About the Study and Future Directions
The pivotal paper, titled "Divergent creativity in humans and large language models," was officially published in Scientific Reports on January 21, 2026. This extensive collaborative effort brought together leading scientists from several esteemed institutions, including the Université de Montréal, Université Concordia, University of Toronto Mississauga, Mila (Quebec AI Institute), and Google DeepMind.
Professor Karim Jerbi, an associate professor at Mila, led the multidisciplinary research team. Antoine Bellemare-Pépin of the Université de Montréal and Franҫois Lespinasse of Université Concordia served as the instrumental co-first authors, driving the intricate analysis. The research also benefited significantly from the participation of Yoshua Bengio, the visionary founder of Mila and LoiZéero, and a recognized pioneer in deep learning—the foundational technology underpinning modern AI systems like ChatGPT. His involvement underscores the study’s scientific rigor and its potential impact on the future trajectory of AI research.

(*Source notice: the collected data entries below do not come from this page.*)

//! Common test fixtures
//!
//! Builders for domain records and helpers to open stores backed by
//! isolated in-memory databases or shared on-disk files.

#![allow(dead_code)]

use std::path::Path;
use std::sync::Arc;

use chaindex::{
    BinaryData, Checkpoint, ConnectionLock, ConnectionType, Database, DatabaseFile, DeferIndexes,
    Input, LongestRollback, ResolvedInput,
};

/// Open a long-lived store on an isolated in-memory database.
pub fn open_isolated(longest_rollback: u64) -> Database {
    Database::long_lived(
        &DatabaseFile::InMemory(None),
        LongestRollback::new(longest_rollback).expect("non-zero rollback window"),
        DeferIndexes::InstallIfNotExist,
        Arc::new(ConnectionLock::new()),
    )
    .expect("open long-lived store")
}

/// Open a long-lived store on a file, sharing the given coordinator.
pub fn open_on_disk(path: &Path, longest_rollback: u64, lock: Arc<ConnectionLock>) -> Database {
    Database::long_lived(
        &DatabaseFile::OnDisk(path.to_path_buf()),
        LongestRollback::new(longest_rollback).expect("non-zero rollback window"),
        DeferIndexes::InstallIfNotExist,
        lock,
    )
    .expect("open long-lived store")
}

/// Open a short-lived connection on a file, sharing the given coordinator.
pub fn open_short_lived(
    path: &Path,
    mode: ConnectionType,
    longest_rollback: u64,
    lock: Arc<ConnectionLock>,
) -> Database {
    Database::short_lived(
        &DatabaseFile::OnDisk(path.to_path_buf()),
        mode,
        LongestRollback::new(longest_rollback).expect("non-zero rollback window"),
        lock,
    )
    .expect("open short-lived connection")
}

pub fn mk_checkpoint(slot_no: u64) -> Checkpoint {
    Checkpoint {
        slot_no,
        header_hash: slot_no.to_be_bytes().to_vec(),
    }
}

pub fn mk_input(reference: u8, address: &str, created_at: u64, spent_at: Option<u64>) -> Input {
    Input {
        ext_output_reference: vec![reference; 34],
        address: address.to_string(),
        value: vec![0, reference],
        datum_hash: None,
        script_hash: None,
        payment_credential: hex_credential(address),
        transaction_index: 0,
        output_index: reference as u32,
        created_at,
        spent_at,
    }
}

pub fn mk_resolved(reference: u8, address: &str, created_at: u64) -> ResolvedInput {
    ResolvedInput {
        input: mk_input(reference, address, created_at, None),
        datum: None,
        script: None,
    }
}

/// A resolved input carrying an inline datum payload.
pub fn mk_resolved_with_datum(
    reference: u8,
    address: &str,
    created_at: u64,
    datum: &[u8],
) -> ResolvedInput {
    let datum = BinaryData {
        binary_data_hash: vec![reference; 32],
        binary_data: datum.to_vec(),
    };
    let mut input = mk_input(reference, address, created_at, None);
    input.datum_hash = Some(datum.binary_data_hash.clone());
    ResolvedInput {
        input,
        datum: Some(datum),
        script: None,
    }
}

/// A deterministic credential derived from the address, so distinct
/// addresses get distinct credentials.
fn hex_credential(address: &str) -> String {
    let mut sum: u64 = 0;
    for b in address.bytes() {
        sum = sum.wrapping_mul(31).wrapping_add(b as u64);
    }
    format!("{:016x}", sum)
}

This landmark study not only provides concrete answers to pressing questions about AI’s creative capacities but also opens new avenues for future research. Scientists will undoubtedly delve deeper into understanding the cognitive mechanisms behind human and AI creativity, exploring how different AI architectures influence creative output, and developing more sophisticated methods for evaluating nuanced forms of creativity. As AI continues its rapid evolution, studies like this will be crucial in guiding its development responsibly and harnessing its power to augment, rather than diminish, human potential across all creative domains.